# Zinc



## TechAdmin (Oct 1, 2008)

Do you take zinc in order to ward off sickness or cut down in it's duration?

Does it work?

I've been on it a few days now and have a wicked head cold.


----------



## goatlady (Nov 7, 2011)

I'm under the impression that zinc combined with vitamin C is effective for colds, but I know the product Zicam was taken off the market for a while as there were documented cases of the zinc product killing the sense of smell in folks who took it according to the directions. Something to be aware of.


----------



## TechAdmin (Oct 1, 2008)

I already suffer from phantom smells, today being Chinese food. 

I have sinus issues, I know that's the source of it.


----------



## goatlady (Nov 7, 2011)

You might want to consider a course of echinacea for that sinus issue. I've known it to work really well on even long standing sinus infections. The tincture works best at 1 teaspoon full 3 times a day for 7-10 days, none for a week, then the same routine again for 7-10 days. You should notice a significant improvement - IF you have no problems with the alcohol tincture. Otherwise, try an alternative preparation but be prepared to do the treatment far longer.


----------



## TechAdmin (Oct 1, 2008)

I'll give it a try. 

I go through bouts with it, I think the high cedar count has only made things worse.


----------



## *Andi (Nov 8, 2009)

More research for me ... :gaah:

First I don't take zinc but was reading about phantom smells.
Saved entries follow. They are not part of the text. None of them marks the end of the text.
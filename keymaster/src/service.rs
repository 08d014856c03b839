//! The keymaster service: a self-locking holder of decrypted bootstrap secrets.
//!
//! The service starts `Locked`. An administrator submits the passphrase, the
//! secrets file is decrypted into memory and the service becomes `Ready`. From
//! then on every request must carry a token that verifies against the
//! registration store and a caller that matches the secret's ACL. Anything that
//! looks like probing wipes the secrets and locks the service again, unless
//! stability mode is on.
//!
//! Secrets, the passphrase, the registration cache and the replay ratchet are
//! all touched under one mutex, so a lockdown never interleaves with a read.

use std::sync::{Mutex, MutexGuard};

use thiserror::Error;
use tracing::{error, info, warn};
use zeroize::Zeroizing;

use crate::registry::RegistrationStore;
use crate::secrets::{SecretCollection, SecretsFile, SecretsFileError};
use crate::verifier::{Rejection, TokenVerifier, VerifyOptions};

/// Target used for alert-severity events.
pub const ALERT_TARGET: &str = "keymaster::alert";

pub const HEALTH_OK: &str = "ok";
pub const HEALTH_NOT_READY: &str = "error not ready";

#[derive(Debug, Error)]
pub enum ServiceError {
    #[error("not ready")]
    NotReady,
    #[error("no such secret")]
    NotFound,
    #[error("caller not in secret acl")]
    Unauthorized,
    #[error("token rejected: {0}")]
    Rejected(Rejection),
    #[error("passphrase already accepted")]
    AlreadyReady,
    #[error("reset disabled in stability mode")]
    ResetDisabled,
    #[error(transparent)]
    Secrets(#[from] SecretsFileError),
}

#[derive(Debug, Clone, Copy, PartialEq, Eq)]
pub enum StoreState {
    Locked,
    Ready,
}

#[derive(Debug, Clone, Copy, Default, PartialEq, Eq)]
pub struct ServiceSettings {
    pub verify: VerifyOptions,
    /// Degrades every lockdown to an error log.
    pub stability_mode: bool,
}

#[derive(Debug, Clone, Default, PartialEq, Eq)]
pub struct ServiceStats {
    pub served: u64,
    pub rejected: u64,
    pub benign_rejections: u64,
    pub lockdowns: u64,
    pub passphrase_failures: u64,
}

struct Unlocked {
    secrets: SecretCollection,
    passphrase: Zeroizing<String>,
}

struct Inner {
    unlocked: Option<Unlocked>,
    registry: RegistrationStore,
    stats: ServiceStats,
}

pub struct KeymasterService {
    inner: Mutex<Inner>,
    verifier: TokenVerifier,
    secrets_file: SecretsFile,
    settings: ServiceSettings,
}

impl KeymasterService {
    pub fn new(
        settings: ServiceSettings,
        registry: RegistrationStore,
        secrets_file: SecretsFile,
        verifier: TokenVerifier,
    ) -> Self {
        Self {
            inner: Mutex::new(Inner {
                unlocked: None,
                registry,
                stats: ServiceStats::default(),
            }),
            verifier,
            secrets_file,
            settings,
        }
    }

    // Every critical section leaves Inner consistent, so a poisoned lock is
    // still safe to use.
    fn lock(&self) -> MutexGuard<'_, Inner> {
        self.inner.lock().unwrap_or_else(|e| e.into_inner())
    }

    pub fn state(&self) -> StoreState {
        if self.lock().unlocked.is_some() {
            StoreState::Ready
        } else {
            StoreState::Locked
        }
    }

    pub fn health(&self) -> &'static str {
        match self.state() {
            StoreState::Ready => HEALTH_OK,
            StoreState::Locked => HEALTH_NOT_READY,
        }
    }

    pub fn stats(&self) -> ServiceStats {
        self.lock().stats.clone()
    }

    /// Decrypts the secrets file and moves to `Ready`. The passphrase is kept
    /// in memory because the registration store is sealed with it too.
    pub fn submit_passphrase(&self, passphrase: &str) -> Result<(), ServiceError> {
        let mut inner = self.lock();
        if inner.unlocked.is_some() {
            warn!("passphrase submitted while already ready; ignored");
            return Err(ServiceError::AlreadyReady);
        }

        match self.secrets_file.load(passphrase) {
            Ok(secrets) => {
                info!(secrets = secrets.len(), "secrets unlocked");
                inner.registry.forget();
                inner.unlocked = Some(Unlocked {
                    secrets,
                    passphrase: Zeroizing::new(passphrase.to_string()),
                });
                Ok(())
            }
            Err(e) => {
                inner.stats.passphrase_failures += 1;
                error!(error = %e, "passphrase rejected");
                Err(e.into())
            }
        }
    }

    /// Returns the named secret to a caller holding a valid token for it.
    pub fn get_secret(
        &self,
        key_name: &str,
        token: &str,
        client_address: Option<&str>,
    ) -> Result<Zeroizing<String>, ServiceError> {
        let mut guard = self.lock();
        let inner = &mut *guard;
        let Some(unlocked) = inner.unlocked.as_ref() else {
            return Err(ServiceError::NotReady);
        };

        if !unlocked.secrets.contains_key(key_name) {
            let reason = format!("request for unknown secret {key_name:?}");
            self.raise(inner, &reason, false);
            return Err(ServiceError::NotFound);
        }

        let verified = match self.verifier.verify(
            &mut inner.registry,
            token,
            key_name,
            client_address,
            &unlocked.passphrase,
            self.settings.verify,
        ) {
            Ok(verified) => verified,
            Err(rejection) => {
                let reason = format!("{key_name}: {rejection}");
                self.raise(inner, &reason, rejection.is_benign());
                return Err(ServiceError::Rejected(rejection));
            }
        };

        let record = unlocked.secrets.get(key_name).filter(|record| {
            record.allows(&verified.username, &verified.hostname)
        });
        match record {
            Some(record) => {
                let value = Zeroizing::new(record.secret_value.clone());
                inner.stats.served += 1;
                info!(
                    key = key_name,
                    username = %verified.username,
                    hostname = %verified.hostname,
                    "secret served"
                );
                Ok(value)
            }
            None => {
                let reason = format!(
                    "{}@{} not permitted to read {key_name:?}",
                    verified.username, verified.hostname
                );
                self.raise(inner, &reason, false);
                Err(ServiceError::Unauthorized)
            }
        }
    }

    /// Privileged wipe. Refused in stability mode.
    pub fn reset(&self) -> Result<(), ServiceError> {
        if self.settings.stability_mode {
            warn!("reset refused: stability mode is on");
            return Err(ServiceError::ResetDisabled);
        }
        let mut inner = self.lock();
        self.lockdown(&mut inner, "reset requested");
        Ok(())
    }

    /// Panic evaluation for a failed request.
    fn raise(&self, inner: &mut Inner, reason: &str, benign: bool) {
        inner.stats.rejected += 1;
        if benign {
            inner.stats.benign_rejections += 1;
            error!(reason, "request rejected");
        } else if self.settings.stability_mode {
            error!(reason, "request rejected; lockdown suppressed by stability mode");
        } else {
            self.lockdown(inner, reason);
        }
    }

    fn lockdown(&self, inner: &mut Inner, reason: &str) {
        // Dropping the collection zeroizes every value.
        inner.unlocked = None;
        inner.registry.forget();
        inner.stats.lockdowns += 1;
        error!(
            target: ALERT_TARGET,
            alert = true,
            reason,
            lockdowns = inner.stats.lockdowns,
            "PANIC: secrets wiped, service locked"
        );
    }
}
//! Keymaster: machine-bound token authentication and a self-locking service
//! that hands bootstrap secrets to enrolled machines.
//!
//! Clients regenerate their shared secret from the machine identity on every
//! use and mint a one-shot token per secret they request. The server keeps its
//! secrets sealed on disk until an administrator supplies the passphrase, and
//! drops them from memory the moment a request looks hostile.

pub mod config;
pub mod crypto;
pub mod handlers;
pub mod identity;
pub mod registry;
pub mod secrets;
pub mod service;
pub mod shared_secret;
pub mod textfile;
pub mod token;
pub mod verifier;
From what I read in some instances, a deficiency of the mineral zinc has been implicated in the smell disorder(s) -- Zinc sulfate supplements sometimes help bring "back" the sence of smell, even when no deficiency is apparent.

Nutrients were the key...


----------



## TechAdmin (Oct 1, 2008)

Well I've been on it for a week now, I'm going to just keep taking it till it's gone to see if I can get my sense of smell back to normal.


----------



## goatlady (Nov 7, 2011)

OOPS, Austin. I assumed, wrongly, that your sinus issue was an infection. Sounds like an allergy instead. For an allergy problem, especially caused by pollens, Mullein leaf tincture is THE fix for that. One dose most usually clears the symptoms within 15 to 20 minutes of ingestion and the effect usually lasts up to 8 hours or so. Wonderful herb for pollen allergies.


----------



## TechAdmin (Oct 1, 2008)

Thanks for the correction!


----------



## TechAdmin (Oct 1, 2008)

Well, a few weeks into zinc and I feel right as rain. 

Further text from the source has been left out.